WHAT THE TASK ASKS: Between the line containing "pub mod sprite;" and the line containing "use std::path::Path;" lies a run of lines; give that run again exactly, with both of those lines, and nothing else from the entries below.

(DATA IN THIS EXERCISE Opens)

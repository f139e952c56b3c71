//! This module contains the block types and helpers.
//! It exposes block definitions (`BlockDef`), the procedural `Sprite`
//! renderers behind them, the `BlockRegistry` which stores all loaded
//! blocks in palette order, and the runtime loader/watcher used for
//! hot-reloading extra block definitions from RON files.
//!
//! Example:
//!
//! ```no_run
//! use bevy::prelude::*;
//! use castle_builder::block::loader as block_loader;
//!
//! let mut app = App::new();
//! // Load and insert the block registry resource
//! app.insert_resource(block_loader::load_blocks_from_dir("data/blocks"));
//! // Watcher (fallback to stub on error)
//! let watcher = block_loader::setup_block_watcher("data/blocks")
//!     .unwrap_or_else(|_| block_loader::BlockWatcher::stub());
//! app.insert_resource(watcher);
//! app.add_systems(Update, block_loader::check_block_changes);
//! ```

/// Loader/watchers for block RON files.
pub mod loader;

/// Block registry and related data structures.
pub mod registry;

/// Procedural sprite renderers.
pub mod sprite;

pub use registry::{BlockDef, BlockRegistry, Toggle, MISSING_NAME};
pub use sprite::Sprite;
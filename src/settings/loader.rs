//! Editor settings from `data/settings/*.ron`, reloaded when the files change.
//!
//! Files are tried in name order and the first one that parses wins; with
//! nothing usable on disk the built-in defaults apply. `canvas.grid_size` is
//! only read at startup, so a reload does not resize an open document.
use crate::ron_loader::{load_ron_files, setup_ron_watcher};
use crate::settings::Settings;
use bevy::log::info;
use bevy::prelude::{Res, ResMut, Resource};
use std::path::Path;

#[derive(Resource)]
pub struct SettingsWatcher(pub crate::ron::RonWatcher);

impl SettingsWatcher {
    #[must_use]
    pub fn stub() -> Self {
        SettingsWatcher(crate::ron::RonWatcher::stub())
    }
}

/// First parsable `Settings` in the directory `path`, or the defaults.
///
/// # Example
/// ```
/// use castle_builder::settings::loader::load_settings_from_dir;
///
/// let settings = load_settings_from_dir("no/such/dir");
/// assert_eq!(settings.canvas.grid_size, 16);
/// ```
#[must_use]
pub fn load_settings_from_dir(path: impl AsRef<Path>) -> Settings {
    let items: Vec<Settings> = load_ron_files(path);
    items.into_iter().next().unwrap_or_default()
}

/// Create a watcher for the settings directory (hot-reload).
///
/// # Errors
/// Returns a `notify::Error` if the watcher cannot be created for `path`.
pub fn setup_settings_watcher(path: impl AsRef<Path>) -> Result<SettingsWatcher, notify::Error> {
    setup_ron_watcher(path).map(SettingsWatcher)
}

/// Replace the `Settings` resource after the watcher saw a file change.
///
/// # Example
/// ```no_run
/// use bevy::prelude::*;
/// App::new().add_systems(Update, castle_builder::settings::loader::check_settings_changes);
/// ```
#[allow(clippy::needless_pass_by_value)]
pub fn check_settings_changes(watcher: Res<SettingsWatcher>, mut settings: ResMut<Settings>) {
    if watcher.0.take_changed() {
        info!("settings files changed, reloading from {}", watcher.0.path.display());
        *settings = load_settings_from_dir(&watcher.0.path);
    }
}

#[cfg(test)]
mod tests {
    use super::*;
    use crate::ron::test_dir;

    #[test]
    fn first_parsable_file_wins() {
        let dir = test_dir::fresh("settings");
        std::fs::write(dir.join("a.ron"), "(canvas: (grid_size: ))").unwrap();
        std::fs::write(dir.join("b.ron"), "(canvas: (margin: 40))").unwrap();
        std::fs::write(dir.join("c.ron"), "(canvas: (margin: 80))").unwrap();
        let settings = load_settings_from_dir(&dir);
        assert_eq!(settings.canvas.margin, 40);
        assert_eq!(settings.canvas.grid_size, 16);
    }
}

(DATA IN THIS EXERCISE Closes)
(DATA IN THIS EXERCISE Opens)

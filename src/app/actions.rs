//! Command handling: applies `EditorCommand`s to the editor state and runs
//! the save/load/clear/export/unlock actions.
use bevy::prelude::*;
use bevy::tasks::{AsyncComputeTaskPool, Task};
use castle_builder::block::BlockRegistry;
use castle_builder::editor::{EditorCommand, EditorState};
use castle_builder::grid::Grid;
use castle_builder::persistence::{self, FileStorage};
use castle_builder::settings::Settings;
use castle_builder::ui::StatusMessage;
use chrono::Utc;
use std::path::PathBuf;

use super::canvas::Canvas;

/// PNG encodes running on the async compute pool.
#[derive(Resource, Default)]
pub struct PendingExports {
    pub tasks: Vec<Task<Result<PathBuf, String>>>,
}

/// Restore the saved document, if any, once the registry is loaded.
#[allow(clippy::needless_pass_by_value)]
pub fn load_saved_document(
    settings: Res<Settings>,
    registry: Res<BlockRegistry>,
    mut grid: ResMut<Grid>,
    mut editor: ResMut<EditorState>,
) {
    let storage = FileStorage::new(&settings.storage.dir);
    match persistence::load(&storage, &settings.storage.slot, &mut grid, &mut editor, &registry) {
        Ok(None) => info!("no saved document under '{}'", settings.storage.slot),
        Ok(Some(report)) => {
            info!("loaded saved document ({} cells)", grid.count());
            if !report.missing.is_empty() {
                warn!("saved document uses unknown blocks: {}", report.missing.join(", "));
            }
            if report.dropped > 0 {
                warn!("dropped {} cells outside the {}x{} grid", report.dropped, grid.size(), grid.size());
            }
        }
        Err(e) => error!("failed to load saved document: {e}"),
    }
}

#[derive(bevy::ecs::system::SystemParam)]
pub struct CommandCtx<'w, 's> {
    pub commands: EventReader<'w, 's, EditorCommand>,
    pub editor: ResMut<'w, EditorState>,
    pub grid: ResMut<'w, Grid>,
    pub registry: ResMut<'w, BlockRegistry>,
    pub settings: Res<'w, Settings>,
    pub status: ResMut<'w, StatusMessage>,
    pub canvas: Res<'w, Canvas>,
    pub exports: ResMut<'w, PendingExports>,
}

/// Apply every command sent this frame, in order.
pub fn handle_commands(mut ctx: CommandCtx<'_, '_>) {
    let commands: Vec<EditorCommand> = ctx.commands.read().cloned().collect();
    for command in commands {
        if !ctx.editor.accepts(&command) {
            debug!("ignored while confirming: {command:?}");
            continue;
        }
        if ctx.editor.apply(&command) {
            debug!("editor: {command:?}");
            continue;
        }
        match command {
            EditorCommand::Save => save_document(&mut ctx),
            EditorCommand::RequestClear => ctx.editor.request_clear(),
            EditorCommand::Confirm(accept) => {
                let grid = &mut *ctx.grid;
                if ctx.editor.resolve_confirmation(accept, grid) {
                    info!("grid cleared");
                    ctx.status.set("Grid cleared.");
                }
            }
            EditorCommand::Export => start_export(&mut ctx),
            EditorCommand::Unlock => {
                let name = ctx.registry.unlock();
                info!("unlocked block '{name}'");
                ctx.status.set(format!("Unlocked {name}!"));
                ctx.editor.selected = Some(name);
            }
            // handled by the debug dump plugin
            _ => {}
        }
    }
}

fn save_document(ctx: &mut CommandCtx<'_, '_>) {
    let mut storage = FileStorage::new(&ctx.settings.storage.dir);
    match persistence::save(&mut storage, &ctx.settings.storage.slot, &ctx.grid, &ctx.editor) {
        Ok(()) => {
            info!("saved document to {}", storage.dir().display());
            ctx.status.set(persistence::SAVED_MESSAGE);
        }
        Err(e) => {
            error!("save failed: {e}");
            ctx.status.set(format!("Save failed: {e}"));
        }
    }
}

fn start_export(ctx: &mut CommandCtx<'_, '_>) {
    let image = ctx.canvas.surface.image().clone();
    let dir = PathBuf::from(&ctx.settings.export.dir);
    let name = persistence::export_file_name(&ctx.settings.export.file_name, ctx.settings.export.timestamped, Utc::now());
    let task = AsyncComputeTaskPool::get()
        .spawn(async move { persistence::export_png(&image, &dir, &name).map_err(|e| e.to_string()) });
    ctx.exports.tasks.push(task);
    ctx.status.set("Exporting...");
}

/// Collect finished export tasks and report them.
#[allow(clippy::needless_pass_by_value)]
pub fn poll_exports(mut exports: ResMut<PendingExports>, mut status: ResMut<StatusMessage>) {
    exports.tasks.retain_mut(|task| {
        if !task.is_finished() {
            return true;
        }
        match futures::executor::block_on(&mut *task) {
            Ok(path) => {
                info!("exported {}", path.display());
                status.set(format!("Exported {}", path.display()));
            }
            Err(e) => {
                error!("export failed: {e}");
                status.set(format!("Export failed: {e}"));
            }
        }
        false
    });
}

(DATA IN THIS EXERCISE Closes)

RESULT FOR THIS EXERCISE:
pub mod sprite;

pub use registry::{BlockDef, BlockRegistry, Toggle, MISSING_NAME};
pub use sprite::Sprite;
filename src/settings/loader.rs
//! Editor settings from `data/settings/*.ron`, reloaded when the files change.
//!
//! Files are tried in name order and the first one that parses wins; with
//! nothing usable on disk the built-in defaults apply. `canvas.grid_size` is
//! only read at startup, so a reload does not resize an open document.
use crate::ron_loader::{load_ron_files, setup_ron_watcher};
use crate::settings::Settings;
use bevy::log::info;
use bevy::prelude::{Res, ResMut, Resource};
use std::path::Path;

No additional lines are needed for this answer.